Electrophysiological abnormalities in relation to dysphagia
In normal control subjects, the CP-EMG pause significantly correlated with the 0–2 interval of the laryngeal sensor signal (r = 0.71, P < 0.001) (Fig. 9Go). In other words, at the onset of the swallowing reflex the tonic activity of the cricopharyngeal sphincter was switched off and remained silent during transport of the bolus to the oesophagus. The EMG pause of the cricopharyngeal sphincter has a very close temporal correlation with the upward repositioning of the larynx.
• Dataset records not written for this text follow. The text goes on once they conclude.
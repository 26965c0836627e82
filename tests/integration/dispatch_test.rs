//! Integration tests for the dispatch worker
//!
//! Tests delivery, direct-message resolution, the drop-on-failure policy and
//! single-flight sending.

use std::sync::Arc;
use std::time::Duration;

use testcrier::dispatch::{self, deliver, DispatchWorker};
use testcrier::error::AppError;
use testcrier::models::{Destination, PendingNotification, StatusColor, Summary};
use testcrier::services::MessagingProvider;

use crate::common::{wait_for_attempts, wait_for_sends, RecordingProvider};

fn pending(destination: Destination, suite: &str, failures: i64) -> PendingNotification {
    PendingNotification::new(
        destination,
        Summary {
            destination_name: "general".to_string(),
            suite_name: suite.to_string(),
            total_tests: 5,
            total_failures: failures,
            skipped_count: 1,
        },
    )
}

fn channel() -> Destination {
    Destination::Channel("C123".to_string())
}

// =============================================================================
// deliver()
// =============================================================================

#[tokio::test]
async fn test_deliver_sends_formatted_message_to_channel() {
    let provider = RecordingProvider::new();

    deliver(&provider, &pending(channel(), "suite1", 1))
        .await
        .unwrap();

    let sent = provider.sent();
    assert_eq!(sent.len(), 1);
    assert_eq!(sent[0].conversation_id, "C123");
    assert_eq!(sent[0].attachments[0].color, StatusColor::Fail);
    assert_eq!(sent[0].field("Passed"), Some("3"));
    assert!(provider.opened().is_empty());
}

#[tokio::test]
async fn test_deliver_opens_direct_conversation_for_user() {
    let provider = RecordingProvider::new();

    deliver(
        &provider,
        &pending(Destination::DirectUser("U9".to_string()), "suite1", 0),
    )
    .await
    .unwrap();

    assert_eq!(provider.opened(), vec!["U9".to_string()]);
    assert_eq!(provider.sent()[0].conversation_id, "D-U9");
}

#[tokio::test]
async fn test_deliver_reports_send_failure() {
    let provider = RecordingProvider::new().failing_sends();

    let result = deliver(&provider, &pending(channel(), "suite1", 0)).await;

    assert!(matches!(result, Err(AppError::DeliveryFailed(_))));
    assert_eq!(provider.attempts(), 1);
}

#[tokio::test]
async fn test_deliver_does_not_send_when_direct_conversation_fails() {
    let provider = RecordingProvider::new().failing_open();

    let result = deliver(
        &provider,
        &pending(Destination::DirectUser("U9".to_string()), "suite1", 0),
    )
    .await;

    assert!(matches!(result, Err(AppError::DeliveryFailed(_))));
    assert_eq!(provider.attempts(), 0);
}

// =============================================================================
// Worker Loop
// =============================================================================

#[tokio::test]
async fn test_worker_delivers_in_queue_order() {
    let provider = Arc::new(RecordingProvider::new());
    let (queue, rx) = dispatch::channel();
    let dyn_provider: Arc<dyn MessagingProvider> = provider.clone();
    let handle = DispatchWorker::new(dyn_provider, rx).spawn();

    for suite in ["one", "two", "three"] {
        queue.enqueue(pending(channel(), suite, 0)).unwrap();
    }
    drop(queue);

    // Worker exits once the last producer is gone
    tokio::time::timeout(Duration::from_secs(2), handle)
        .await
        .expect("worker should stop")
        .unwrap();

    let texts: Vec<String> = provider.sent().into_iter().map(|m| m.text).collect();
    assert_eq!(
        texts,
        vec![
            "*Test Results For one*",
            "*Test Results For two*",
            "*Test Results For three*",
        ]
    );
}

#[tokio::test]
async fn test_worker_drops_failed_items_and_keeps_going() {
    let provider = Arc::new(RecordingProvider::new().failing_sends());
    let (queue, rx) = dispatch::channel();
    let dyn_provider: Arc<dyn MessagingProvider> = provider.clone();
    DispatchWorker::new(dyn_provider, rx).spawn();

    queue.enqueue(pending(channel(), "first", 0)).unwrap();
    queue.enqueue(pending(channel(), "second", 0)).unwrap();

    wait_for_attempts(&provider, 2).await;
    tokio::time::sleep(Duration::from_millis(50)).await;

    // One attempt each: no retry, no requeue
    assert_eq!(provider.attempts(), 2);
    assert!(provider.sent().is_empty());
    assert!(!queue.is_closed());
}

#[tokio::test(flavor = "multi_thread", worker_threads = 4)]
async fn test_worker_never_sends_concurrently() {
    let provider = Arc::new(RecordingProvider::new().with_send_delay(Duration::from_millis(20)));
    let (queue, rx) = dispatch::channel();
    let dyn_provider: Arc<dyn MessagingProvider> = provider.clone();
    DispatchWorker::new(dyn_provider, rx).spawn();

    let producers: Vec<_> = (0..8)
        .map(|i| {
            let queue = queue.clone();
            tokio::spawn(async move {
                queue
                    .enqueue(pending(channel(), &format!("suite{}", i), 0))
                    .unwrap();
            })
        })
        .collect();
    for producer in producers {
        producer.await.unwrap();
    }

    let sent = wait_for_sends(&provider, 8).await;
    assert_eq!(sent.len(), 8);
    assert_eq!(provider.max_in_flight(), 1);
}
This important correlation of the time of the closure and upward repositioning of the larynx with the opening time of the CP-EMG was lost in patients with amyotrophic lateral sclerosis (r = -0.10, P > 0.05) (Fig. 9Go). In normal subjects, this correlation may indicate that, during a swallow, the upper relocation time of the larynx clearly coincides with the CP-EMG pause or vice versa, whereas the significance of this time relationship is not preserved in amyotrophic lateral sclerosis patients with dysphagia. Such lack of co-ordination between the laryngeal elevators and the cricopharyngeal muscle of the UES during swallowing is proposed as an obvious cause, among others, of dysphagia and the source of aspiration in amyotrophic lateral sclerosis patients. The severity of dysphagia and the level of the dysphagia limit also correlate well with the shortening of the CP-EMG pause (Fig. 10Go) (r = -0.56 and 0.54 respectively, P < 0.05), and this may also be closely linked with the same pathophysiological mechanism.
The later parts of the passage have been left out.